No going back

Martin Weller has a thoughtful post about the technophobic argument that Twitter/FaceBook/CloudComputing/Web2.0/Blogging (delete as appropriate) is just a passing fad. (I hear this all the time from people who seem to hold me personally responsible for whatever technological craze is currently annoying them.)

Martin writes:

Even if it doesn’t turn out as some enthusiasts predict there is one key point that the detractors always miss – it will never go back to how it was. After wikipedia, Flickr, YouTube, iTunes, etc the idea that consumers of newspapers, books, music, television, and yes, education, will realise it was all just a silly mistake and go back to how it was may be what the industry leaders dream of, but is unlikely, to say the least.
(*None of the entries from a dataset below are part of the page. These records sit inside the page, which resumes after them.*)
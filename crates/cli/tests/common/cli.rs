//! CLI command execution helpers with automatic timing
//!
//! Wraps the `rdiff-prune` binary built for this test run. Every command
//! starts with a clean environment for the tool: no user config file and
//! no pager, so the listing is printed and the prompt reads our stdin.

use anyhow::{Context, Result};
use std::collections::HashMap;
use std::io::Write;
use std::path::{Path, PathBuf};
use std::process::{Command, Stdio};
use std::time::{Duration, Instant};

/// CLI command builder with timing
pub struct PruneCommand {
    binary_path: PathBuf,
    args: Vec<String>,
    env: HashMap<String, String>,
    stdin_data: Option<String>,
}

impl PruneCommand {
    pub fn new() -> Self {
        let mut env = HashMap::new();
        env.insert("RDIFF_PRUNE_CONFIG".to_string(), "/nonexistent/rdiff-prune/config.toml".to_string());
        env.insert("RDIFF_PRUNE_PAGER".to_string(), String::new());
        Self {
            binary_path: PathBuf::from(env!("CARGO_BIN_EXE_rdiff-prune")),
            args: Vec::new(),
            env,
            stdin_data: None,
        }
    }

    /// Add command arguments
    pub fn args(&mut self, args: &[&str]) -> &mut Self {
        self.args.extend(args.iter().map(|s| s.to_string()));
        self
    }

    /// Add a path argument
    pub fn arg_path(&mut self, path: &Path) -> &mut Self {
        self.args.push(path.display().to_string());
        self
    }

    /// Set environment variable
    pub fn env(&mut self, key: &str, value: &str) -> &mut Self {
        self.env.insert(key.to_string(), value.to_string());
        self
    }

    /// Provide stdin data; without it stdin is empty
    pub fn stdin(&mut self, data: &str) -> &mut Self {
        self.stdin_data = Some(data.to_string());
        self
    }

    /// Execute command and return result with timing
    pub fn execute(&self) -> Result<CommandResult> {
        let start = Instant::now();

        let mut child = Command::new(&self.binary_path)
            .args(&self.args)
            .envs(&self.env)
            .stdin(Stdio::piped())
            .stdout(Stdio::piped())
            .stderr(Stdio::piped())
            .spawn()
            .context("Failed to spawn rdiff-prune")?;

        if let Some(mut stdin) = child.stdin.take() {
            if let Some(data) = &self.stdin_data {
                stdin.write_all(data.as_bytes())?;
            }
            // Dropping the handle closes stdin
        }

        let output = child.wait_with_output().context("Failed to wait for rdiff-prune")?;

        Ok(CommandResult {
            stdout: String::from_utf8_lossy(&output.stdout).to_string(),
            stderr: String::from_utf8_lossy(&output.stderr).to_string(),
            exit_code: output.status.code().unwrap_or(-1),
            duration: start.elapsed(),
        })
    }

    /// Execute and assert success
    pub fn assert_success(&self) -> Result<CommandResult> {
        let result = self.execute()?;

        if !result.success() {
            anyhow::bail!(
                "Command failed (exit code: {}):\nArgs: {:?}\nStdout: {}\nStderr: {}",
                result.exit_code,
                self.args,
                result.stdout,
                result.stderr
            );
        }

        Ok(result)
    }

    /// Execute and expect a specific non-zero exit code
    pub fn assert_exit(&self, code: i32) -> Result<CommandResult> {
        let result = self.execute()?;

        if result.exit_code != code {
            anyhow::bail!(
                "Expected exit code {} but got {}:\nArgs: {:?}\nStdout: {}\nStderr: {}",
                code,
                result.exit_code,
                self.args,
                result.stdout,
                result.stderr
            );
        }

        Ok(result)
    }
}

/// Command execution result with timing
#[derive(Debug, Clone)]
pub struct CommandResult {
    pub stdout: String,
    pub stderr: String,
    pub exit_code: i32,
    pub duration: Duration,
}

impl CommandResult {
    /// Check if command succeeded
    pub fn success(&self) -> bool {
        self.exit_code == 0
    }

    /// Check if stdout contains text
    pub fn contains_stdout(&self, text: &str) -> bool {
        self.stdout.contains(text)
    }

    /// Check if stderr contains text
    pub fn contains_stderr(&self, text: &str) -> bool {
        self.stderr.contains(text)
    }

    /// Value printed after a `label:` line in the summary
    pub fn summary_value(&self, label: &str) -> Option<String> {
        self.stdout
            .lines()
            .find_map(|line| line.strip_prefix(label))
            .map(|rest| rest.trim().to_string())
    }
}

/// Macro for convenient command construction
///
/// Usage:
/// ```ignore
/// prune!("-y", root, "/home/user/big.iso").assert_success()?;
/// prune!(root, "/tmp/*").stdin("n\n").assert_success()?;
/// ```
#[macro_export]
macro_rules! prune {
    ($($arg:expr),* $(,)?) => {{
        let mut cmd = $crate::common::cli::PruneCommand::new();
        cmd.args(&[$($arg),*]);
        cmd
    }};
}
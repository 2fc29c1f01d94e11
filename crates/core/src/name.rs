//! Canonical archive-relative names

use crate::escape;
use std::ffi::OsStr;
use std::fmt;
use std::os::unix::ffi::OsStrExt;
use std::path::{Path, PathBuf};

/// Path relative to the archive root, identical across mirror and increments
///
/// Stored as raw bytes so names with newlines, backslashes or non-UTF-8
/// sequences round-trip exactly. Components are separated by `/` and the
/// name never starts or ends with one.
#[derive(Clone, PartialEq, Eq, PartialOrd, Ord, Hash)]
pub struct ArchiveName(Vec<u8>);

impl ArchiveName {
    /// Wrap raw bytes. Leading and trailing separators are stripped.
    pub fn from_bytes(bytes: impl Into<Vec<u8>>) -> Self {
        let mut bytes = bytes.into();
        while bytes.last() == Some(&b'/') {
            bytes.pop();
        }
        let leading = bytes.iter().take_while(|&&b| b == b'/').count();
        bytes.drain(..leading);
        Self(bytes)
    }

    /// Build from a relative filesystem path
    pub fn from_path(path: &Path) -> Self {
        Self::from_bytes(path.as_os_str().as_bytes().to_vec())
    }

    /// Decode a metadata-quoted name (`\\`, `\n`)
    pub fn from_quoted(quoted: &[u8]) -> Option<Self> {
        escape::unquote_path(quoted).map(Self::from_bytes)
    }

    /// Raw bytes of the name
    pub fn as_bytes(&self) -> &[u8] {
        &self.0
    }

    /// The archive root itself
    pub fn is_root(&self) -> bool {
        self.0.is_empty() || self.0 == b"."
    }

    /// Filesystem path relative to some base
    pub fn to_path(&self) -> PathBuf {
        PathBuf::from(OsStr::from_bytes(&self.0))
    }

    /// Absolute path under `base`
    pub fn under(&self, base: &Path) -> PathBuf {
        if self.is_root() {
            base.to_path_buf()
        } else {
            base.join(self.to_path())
        }
    }

    /// Append a child component
    pub fn join(&self, child: &[u8]) -> Self {
        if self.is_root() {
            return Self::from_bytes(child.to_vec());
        }
        let mut bytes = self.0.clone();
        bytes.push(b'/');
        bytes.extend_from_slice(child);
        Self::from_bytes(bytes)
    }

    /// Number of components
    pub fn depth(&self) -> usize {
        if self.is_root() {
            0
        } else {
            self.0.iter().filter(|&&b| b == b'/').count() + 1
        }
    }

    /// Proper ancestors, nearest first (the root is not included)
    pub fn ancestors(&self) -> impl Iterator<Item = &[u8]> + '_ {
        self.0
            .iter()
            .enumerate()
            .rev()
            .filter(|(_, &b)| b == b'/')
            .map(move |(i, _)| &self.0[..i])
    }

    /// Whether `self` lies strictly below `dir`
    pub fn is_descendant_of(&self, dir: &ArchiveName) -> bool {
        if dir.is_root() {
            return !self.is_root();
        }
        self.0.len() > dir.0.len()
            && self.0.starts_with(&dir.0)
            && self.0[dir.0.len()] == b'/'
    }

    /// Metadata-quoted form
    pub fn quoted(&self) -> Vec<u8> {
        escape::quote_path(&self.0)
    }

    /// Octal-escaped form, as written in ACL / extended attribute markers
    pub fn octal_escaped(&self) -> Vec<u8> {
        escape::octal_escape(&self.0)
    }

    /// Lossy UTF-8 view, used for glob matching
    pub fn to_string_lossy(&self) -> std::borrow::Cow<'_, str> {
        String::from_utf8_lossy(&self.0)
    }
}

impl fmt::Display for ArchiveName {
    fn fmt(&self, f: &mut fmt::Formatter<'_>) -> fmt::Result {
        write!(f, "{}", escape::display_quoted(&self.0))
    }
}

impl fmt::Debug for ArchiveName {
    fn fmt(&self, f: &mut fmt::Formatter<'_>) -> fmt::Result {
        write!(f, "ArchiveName({})", self)
    }
}

impl From<&str> for ArchiveName {
    fn from(s: &str) -> Self {
        Self::from_bytes(s.as_bytes().to_vec())
    }
}

/// Encode names as a NUL-terminated list
pub fn encode_nul_list<'a>(names: impl IntoIterator<Item = &'a ArchiveName>) -> Vec<u8> {
    let mut out = Vec::new();
    for name in names {
        out.extend_from_slice(name.as_bytes());
        out.push(0);
    }
    out
}
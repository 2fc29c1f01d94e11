//! Mirror metadata rewriting
//!
//! A mirror metadata stream is a sequence of blocks:
//!
//! ```text
//! File a/b
//!   Type reg
//!   NumHardLinks 2
//!   Inode 1234
//!   DeviceLoc 2049
//!   SHA1Digest 0beec7b5ea3f0fdbc95d0dd47f3c5bc275da8a33
//! ```
//!
//! Hard links share one checksum, stored only on the first block of the
//! inode group. When that block is deleted its checksum is carried over to
//! the next surviving block with the same `(DeviceLoc, Inode)` key.

use crate::{lines_with_terminator, trim_terminator, ParseError, RecordRewriter, RewriteOutcome};
use ahash::AHashMap;
use prune_core::{ArchiveName, DeletionSet};
use tracing::debug;

const HEADER: &[u8] = b"File";
const INDENT: &[u8] = b"  ";
const INODE: &[u8] = b"Inode";
const DEVICE_LOC: &[u8] = b"DeviceLoc";
const CHECKSUM: &[u8] = b"SHA1Digest";

/// One `  Name value` line
#[derive(Debug, Clone, Copy)]
struct Attr<'a> {
    name: &'a [u8],
    value: &'a [u8],
    /// Raw line including its terminator
    raw: &'a [u8],
}

/// A header line with its attribute lines
#[derive(Debug)]
struct Block<'a> {
    name: ArchiveName,
    header: &'a [u8],
    attrs: Vec<Attr<'a>>,
}

impl<'a> Block<'a> {
    fn attr(&self, name: &[u8]) -> Option<&'a [u8]> {
        self.attrs.iter().find(|a| a.name == name).map(|a| a.value)
    }

    fn inode_key(&self) -> Option<(&'a [u8], &'a [u8])> {
        Some((self.attr(DEVICE_LOC)?, self.attr(INODE)?))
    }

    /// Index of whichever of `Inode`/`DeviceLoc` comes last
    fn inode_key_end(&self) -> Option<usize> {
        self.attrs
            .iter()
            .rposition(|a| a.name == INODE || a.name == DEVICE_LOC)
    }

    fn write(&self, out: &mut Vec<u8>) {
        out.extend_from_slice(self.header);
        for attr in &self.attrs {
            out.extend_from_slice(attr.raw);
        }
    }

    fn write_with_checksum(&self, out: &mut Vec<u8>, after: usize, checksum: &[u8]) {
        out.extend_from_slice(self.header);
        for (i, attr) in self.attrs.iter().enumerate() {
            out.extend_from_slice(attr.raw);
            if i == after {
                if out.last() != Some(&b'\n') {
                    out.push(b'\n');
                }
                out.extend_from_slice(INDENT);
                out.extend_from_slice(CHECKSUM);
                out.push(b' ');
                out.extend_from_slice(checksum);
                out.push(b'\n');
            }
        }
    }
}

/// Parse a whole stream into blocks
fn parse_blocks(input: &[u8]) -> Result<Vec<Block<'_>>, ParseError> {
    let mut blocks: Vec<Block<'_>> = Vec::new();
    for (idx, raw) in lines_with_terminator(input, b'\n').enumerate() {
        let line_no = idx + 1;
        let line = trim_terminator(raw, b'\n');

        if let Some(attr) = line.strip_prefix(INDENT) {
            let Some(block) = blocks.last_mut() else {
                return Err(ParseError::new(line_no, "attribute line before any File header"));
            };
            let (name, value) = match attr.iter().position(|&b| b == b' ') {
                Some(pos) => (&attr[..pos], &attr[pos + 1..]),
                None => (attr, &attr[attr.len()..]),
            };
            if name.is_empty() {
                return Err(ParseError::new(line_no, "empty attribute name"));
            }
            block.attrs.push(Attr { name, value, raw });
            continue;
        }

        let quoted = match line.strip_prefix(HEADER).and_then(|rest| rest.strip_prefix(b" ")) {
            Some(quoted) => quoted,
            None if line == HEADER => &line[line.len()..],
            None => return Err(ParseError::new(line_no, "expected a File header or an indented attribute")),
        };
        if quoted.is_empty() {
            return Err(ParseError::new(line_no, "File header without a path"));
        }
        let name = ArchiveName::from_quoted(quoted)
            .ok_or_else(|| ParseError::new(line_no, "invalid escape sequence in path"))?;
        blocks.push(Block {
            name,
            header: raw,
            attrs: Vec::new(),
        });
    }
    Ok(blocks)
}

/// Checksums of deleted blocks, waiting for a surviving hard link
///
/// Lives for the rewrite of a single file. Keys are `(DeviceLoc, Inode)`.
#[derive(Debug, Default)]
pub struct InodeChecksumTable<'a> {
    pending: AHashMap<(&'a [u8], &'a [u8]), &'a [u8]>,
}

impl<'a> InodeChecksumTable<'a> {
    pub fn new() -> Self {
        Self::default()
    }

    /// Remember a checksum; a later deleted block with the same key replaces it
    pub fn record(&mut self, key: (&'a [u8], &'a [u8]), checksum: &'a [u8]) {
        self.pending.insert(key, checksum);
    }

    /// Hand out a pending checksum at most once
    pub fn take(&mut self, key: (&'a [u8], &'a [u8])) -> Option<&'a [u8]> {
        self.pending.remove(&key)
    }

    pub fn len(&self) -> usize {
        self.pending.len()
    }

    pub fn is_empty(&self) -> bool {
        self.pending.is_empty()
    }
}

/// Drops `File` blocks of deleted names
pub struct MetadataRewriter<'s> {
    set: &'s DeletionSet,
}

impl<'s> MetadataRewriter<'s> {
    pub fn new(set: &'s DeletionSet) -> Self {
        Self { set }
    }
}

impl RecordRewriter for MetadataRewriter<'_> {
    fn rewrite(&self, input: &[u8]) -> Result<RewriteOutcome, ParseError> {
        let blocks = parse_blocks(input)?;
        let mut table = InodeChecksumTable::new();
        let mut out = Vec::with_capacity(input.len());
        let mut removed = 0;

        for block in &blocks {
            if self.set.covers(&block.name) {
                removed += 1;
                if let (Some(key), Some(checksum)) = (block.inode_key(), block.attr(CHECKSUM)) {
                    table.record(key, checksum);
                }
                continue;
            }

            let pending = match block.inode_key() {
                Some(key) if block.attr(CHECKSUM).is_none() => table.take(key),
                _ => None,
            };
            match (pending, block.inode_key_end()) {
                (Some(checksum), Some(after)) => {
                    debug!("Forwarding checksum to hard link {}", block.name);
                    block.write_with_checksum(&mut out, after, checksum);
                }
                _ => block.write(&mut out),
            }
        }

        if !table.is_empty() {
            debug!("{} checksums had no surviving hard link", table.len());
        }
        if removed == 0 {
            return Ok(RewriteOutcome::Unchanged);
        }
        Ok(RewriteOutcome::Changed { content: out, removed })
    }
}
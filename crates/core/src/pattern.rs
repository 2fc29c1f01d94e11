//! Compilation of user path patterns
//!
//! Patterns are absolute glob strings (`/home/*/cache`). They are validated
//! before any I/O happens and compiled into a [`PathMatcher`] that works on
//! mirror names as well as on increment file names.

use crate::error::{PruneError, Result};
use crate::name::ArchiveName;
use glob::{MatchOptions, Pattern};
use smallvec::SmallVec;

const WILDCARDS: &[char] = &['*', '?', '['];

/// How far a pattern may reach into the tree
#[derive(Debug, Clone, Copy, PartialEq, Eq, Default)]
pub enum RecursionMode {
    /// Literal structure only; directories are never deleted
    #[default]
    None,
    /// Wildcards may span separators; matched directories go with their subtree
    Full,
    /// Wildcards only in the last segment; matched directories go with their subtree
    Limited,
}

impl RecursionMode {
    /// Pick the mode from the `-R` / `-r` flags
    pub fn from_flags(full: bool, limited: bool) -> Result<Self> {
        match (full, limited) {
            (true, true) => Err(PruneError::ConflictingModes("-R", "-r")),
            (true, false) => Ok(RecursionMode::Full),
            (false, true) => Ok(RecursionMode::Limited),
            (false, false) => Ok(RecursionMode::None),
        }
    }

    /// Whether matched directories are deleted with their contents
    pub fn is_recursive(self) -> bool {
        !matches!(self, RecursionMode::None)
    }

    fn match_options(self) -> MatchOptions {
        MatchOptions {
            case_sensitive: true,
            require_literal_separator: !matches!(self, RecursionMode::Full),
            require_literal_leading_dot: false,
        }
    }
}

/// A validated, compiled path pattern
#[derive(Debug, Clone)]
pub struct PathPattern {
    raw: String,
    relative: String,
    glob: Pattern,
}

impl PathPattern {
    /// Validate and compile a single pattern
    pub fn parse(raw: &str, mode: RecursionMode) -> Result<Self> {
        let relative = raw
            .strip_prefix('/')
            .ok_or_else(|| PruneError::malformed_pattern(raw, "must be an absolute path"))?;

        if relative.is_empty() {
            return Err(PruneError::malformed_pattern(raw, "refusing to match the archive root"));
        }

        let segments: SmallVec<[&str; 8]> = relative.split('/').collect();
        for segment in &segments {
            match *segment {
                "" => return Err(PruneError::malformed_pattern(raw, "repeated or trailing separator")),
                "." | ".." => return Err(PruneError::malformed_pattern(raw, "'.' and '..' segments are not allowed")),
                _ => {}
            }
        }

        if mode == RecursionMode::Limited {
            let parents = &segments[..segments.len() - 1];
            if parents.iter().any(|s| s.contains(WILDCARDS)) {
                return Err(PruneError::malformed_pattern(
                    raw,
                    "wildcards are only allowed in the last segment with -r",
                ));
            }
        }

        let glob = Pattern::new(relative)
            .map_err(|e| PruneError::malformed_pattern(raw, e.msg))?;

        Ok(Self {
            raw: raw.to_string(),
            relative: relative.to_string(),
            glob,
        })
    }

    /// Pattern as typed by the user
    pub fn as_str(&self) -> &str {
        &self.raw
    }

    /// Leading parent segments that contain no wildcard
    fn literal_parents(&self) -> SmallVec<[&str; 8]> {
        let segments: SmallVec<[&str; 8]> = self.relative.split('/').collect();
        segments[..segments.len() - 1]
            .iter()
            .take_while(|s| !s.contains(WILDCARDS))
            .copied()
            .collect()
    }
}

/// Set of compiled patterns sharing one recursion mode
#[derive(Debug, Clone)]
pub struct PathMatcher {
    patterns: Vec<PathPattern>,
    mode: RecursionMode,
}

impl PathMatcher {
    /// Validate and compile all patterns; fails on the first bad one
    pub fn compile<S: AsRef<str>>(raw: &[S], mode: RecursionMode) -> Result<Self> {
        if raw.is_empty() {
            return Err(PruneError::malformed_pattern("", "at least one pattern is required"));
        }
        let patterns = raw
            .iter()
            .map(|p| PathPattern::parse(p.as_ref(), mode))
            .collect::<Result<Vec<_>>>()?;
        Ok(Self { patterns, mode })
    }

    /// Recursion mode the patterns were compiled for
    pub fn mode(&self) -> RecursionMode {
        self.mode
    }

    /// Compiled patterns
    pub fn patterns(&self) -> &[PathPattern] {
        &self.patterns
    }

    /// Match an exact name (mirror entry or decoded increment name)
    pub fn matches(&self, name: &ArchiveName) -> bool {
        if name.is_root() {
            return false;
        }
        let text = name.to_string_lossy();
        let options = self.mode.match_options();
        self.patterns
            .iter()
            .any(|p| p.glob.matches_with(&text, options))
    }

    /// Longest literal directory prefix shared by every pattern
    ///
    /// Scanning can start here instead of at the archive root. Returns the
    /// root name when the patterns share nothing.
    pub fn scan_prefix(&self) -> ArchiveName {
        let mut common: Option<SmallVec<[&str; 8]>> = None;
        for pattern in &self.patterns {
            let parents = pattern.literal_parents();
            common = Some(match common {
                None => parents,
                Some(prev) => prev
                    .iter()
                    .zip(parents.iter())
                    .take_while(|(a, b)| a == b)
                    .map(|(a, _)| *a)
                    .collect(),
            });
        }
        let joined = common.map(|segs| segs.join("/")).unwrap_or_default();
        ArchiveName::from_bytes(joined.into_bytes())
    }
}
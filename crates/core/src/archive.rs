//! On-disk archive layout and metadata file discovery

use crate::compress::Compressor;
use crate::error::{PruneError, Result};
use crate::timestamp::Timestamp;
use std::fs::{self, File};
use std::io::Write;
use std::path::{Path, PathBuf};

/// Metadata directory below the archive root
pub const DATA_DIR_NAME: &str = "rdiff-backup-data";
/// Increment tree below the metadata directory
pub const INCREMENTS_DIR_NAME: &str = "increments";
/// Auxiliary storage for over-long file names (not supported)
pub const LONG_FILENAME_DIR_NAME: &str = "long_filename_data";

/// Layout of a backup archive
///
/// ```text
/// <root>/                      mirror of the latest backup
///   rdiff-backup-data/
///     mirror_metadata.<ts>[.snapshot|.diff][.gz]
///     access_control_lists.<ts>[.gz]
///     extended_attributes.<ts>[.gz]
///     file_statistics.<ts>[.data][.gz]
///     increments/              per-path history: <name>.<ts>.<type>[.gz]
///     long_filename_data/      refused when populated
/// ```
#[derive(Debug, Clone)]
pub struct ArchiveLayout {
    root: PathBuf,
    data_dir: PathBuf,
    increments_dir: PathBuf,
}

impl ArchiveLayout {
    /// Open an existing archive
    pub fn open(root: &Path) -> Result<Self> {
        let data_dir = root.join(DATA_DIR_NAME);
        if !data_dir.is_dir() {
            return Err(PruneError::NotAnArchive(root.to_path_buf()));
        }
        Ok(Self {
            root: root.to_path_buf(),
            increments_dir: data_dir.join(INCREMENTS_DIR_NAME),
            data_dir,
        })
    }

    /// Refuse archives that keep long file names in auxiliary storage
    pub fn check_supported(&self) -> Result<()> {
        let long_dir = self.data_dir.join(LONG_FILENAME_DIR_NAME);
        if !long_dir.is_dir() {
            return Ok(());
        }
        let entries = fs::read_dir(&long_dir)
            .map_err(|e| PruneError::io(format!("failed to read {}", long_dir.display()), e))?;
        for entry in entries {
            let entry = entry.map_err(|e| PruneError::io("failed to read long filename storage", e))?;
            if entry.file_name() != "next_free" {
                return Err(PruneError::UnsupportedFormat(format!(
                    "{} is in use; archives with long filename storage cannot be pruned",
                    long_dir.display()
                )));
            }
        }
        Ok(())
    }

    /// Mirror root (the archive root itself)
    pub fn root(&self) -> &Path {
        &self.root
    }

    /// Metadata directory
    pub fn data_dir(&self) -> &Path {
        &self.data_dir
    }

    /// Increment tree root
    pub fn increments_dir(&self) -> &Path {
        &self.increments_dir
    }

    /// Relative path of the metadata directory, used to exclude it from the mirror walk
    pub fn data_dir_rel() -> &'static Path {
        Path::new(DATA_DIR_NAME)
    }

    /// Every metadata file this tool knows how to rewrite, oldest first
    pub fn metadata_files(&self) -> Result<Vec<MetadataFile>> {
        let entries = fs::read_dir(&self.data_dir)
            .map_err(|e| PruneError::io(format!("failed to read {}", self.data_dir.display()), e))?;

        let mut files = Vec::new();
        for entry in entries {
            let entry = entry.map_err(|e| PruneError::io("failed to list metadata directory", e))?;
            let is_file = entry.file_type().map(|t| t.is_file()).unwrap_or(false);
            if !is_file {
                continue;
            }
            let file_name = entry.file_name();
            let Some(name) = file_name.to_str() else {
                continue;
            };
            if let Some(file) = MetadataFile::parse(name, entry.path()) {
                files.push(file);
            }
        }
        files.sort_by(|a, b| {
            a.timestamp
                .cmp(&b.timestamp)
                .then_with(|| a.kind.cmp(&b.kind))
                .then_with(|| a.path.cmp(&b.path))
        });
        Ok(files)
    }
}

/// Kind of per-session record file
#[derive(Debug, Clone, Copy, PartialEq, Eq, PartialOrd, Ord, Hash)]
pub enum MetadataKind {
    /// `File <path>` blocks with attribute lines
    MirrorMetadata,
    /// `# file: <path>` blocks with ACL entries
    AccessControlLists,
    /// `# file: <path>` blocks with extended attributes
    ExtendedAttributes,
    /// One line per path with four numeric fields
    FileStatistics,
}

impl MetadataKind {
    const ALL: [MetadataKind; 4] = [
        MetadataKind::MirrorMetadata,
        MetadataKind::AccessControlLists,
        MetadataKind::ExtendedAttributes,
        MetadataKind::FileStatistics,
    ];

    /// File name prefix, without the trailing dot
    pub fn prefix(self) -> &'static str {
        match self {
            MetadataKind::MirrorMetadata => "mirror_metadata",
            MetadataKind::AccessControlLists => "access_control_lists",
            MetadataKind::ExtendedAttributes => "extended_attributes",
            MetadataKind::FileStatistics => "file_statistics",
        }
    }

    fn accepts_variant(self, variant: &str) -> bool {
        match self {
            MetadataKind::MirrorMetadata => matches!(variant, "snapshot" | "diff"),
            MetadataKind::FileStatistics => variant == "data",
            _ => false,
        }
    }
}

/// One metadata file in the metadata directory
#[derive(Debug, Clone, PartialEq, Eq)]
pub struct MetadataFile {
    pub kind: MetadataKind,
    pub timestamp: Timestamp,
    pub compressed: bool,
    pub path: PathBuf,
}

impl MetadataFile {
    /// Recognize a metadata file name; anything else yields `None`
    pub fn parse(file_name: &str, path: PathBuf) -> Option<Self> {
        let (stem, compressed) = match file_name.strip_suffix(".gz") {
            Some(stem) => (stem, true),
            None => (file_name, false),
        };

        let kind = MetadataKind::ALL.into_iter().find(|k| {
            stem.strip_prefix(k.prefix())
                .is_some_and(|rest| rest.starts_with('.'))
        })?;
        let rest = &stem[kind.prefix().len() + 1..];

        let (ts, variant) = match rest.split_once('.') {
            Some((ts, variant)) => (ts, Some(variant)),
            None => (rest, None),
        };
        if let Some(variant) = variant {
            if !kind.accepts_variant(variant) {
                return None;
            }
        }

        Some(Self {
            kind,
            timestamp: Timestamp::parse(ts)?,
            compressed,
            path,
        })
    }

    /// Read and, if needed, decompress the whole file
    pub fn read(&self, codec: &dyn Compressor) -> Result<Vec<u8>> {
        let raw = fs::read(&self.path)
            .map_err(|e| PruneError::io(format!("failed to read {}", self.path.display()), e))?;
        if self.compressed {
            codec.decompress(&raw)
        } else {
            Ok(raw)
        }
    }

    /// File name without directory
    pub fn file_name(&self) -> String {
        self.path
            .file_name()
            .map(|n| n.to_string_lossy().into_owned())
            .unwrap_or_default()
    }
}

/// Hidden sibling used to stage content before a rename into `target`
pub fn sibling_temp_path(target: &Path) -> PathBuf {
    let name = target
        .file_name()
        .map(|n| n.to_string_lossy().into_owned())
        .unwrap_or_default();
    target.with_file_name(format!(".{}.prune-tmp", name))
}

/// Write `data` to `path` and fsync it
pub fn write_synced(path: &Path, data: &[u8]) -> std::io::Result<()> {
    let mut file = File::create(path)?;
    file.write_all(data)?;
    file.sync_all()
}

/// Fsync a directory so a rename inside it is durable
pub fn sync_dir(dir: &Path) -> std::io::Result<()> {
    File::open(dir)?.sync_all()
}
Which brings me on to my even if we’re wrong, we’re right argument. Sure things won’t be the utopian vision of free services, open education and democratisation that some talk of, but whatever comes after the current trends will build on top of them. Just as web 2.0 built on what had happened in the first wave of web development. And the people who got it, the founders and the visionaries weren’t people who had dismissed the web and insisted it would go away. They were people who engaged with it, and could see how to take it forward. So, whatever comes after web 2.0 (don’t say web 3.0), the people best placed to understand it and adapt to it will be those who have immersed themselves in the current technological climate, and not those who have sat waiting for it to fail so they can say ‘told you so.’

In my experience, by the way, a good way of discomfiting people who decry the Web is to ask whether they use RyanAir or EasyJet. The majority have, and these are so-called ‘ticketless’ airlines. The point being, of course, that even those who regard the Web as a passing fad are totally reliant on it for cheap air travel!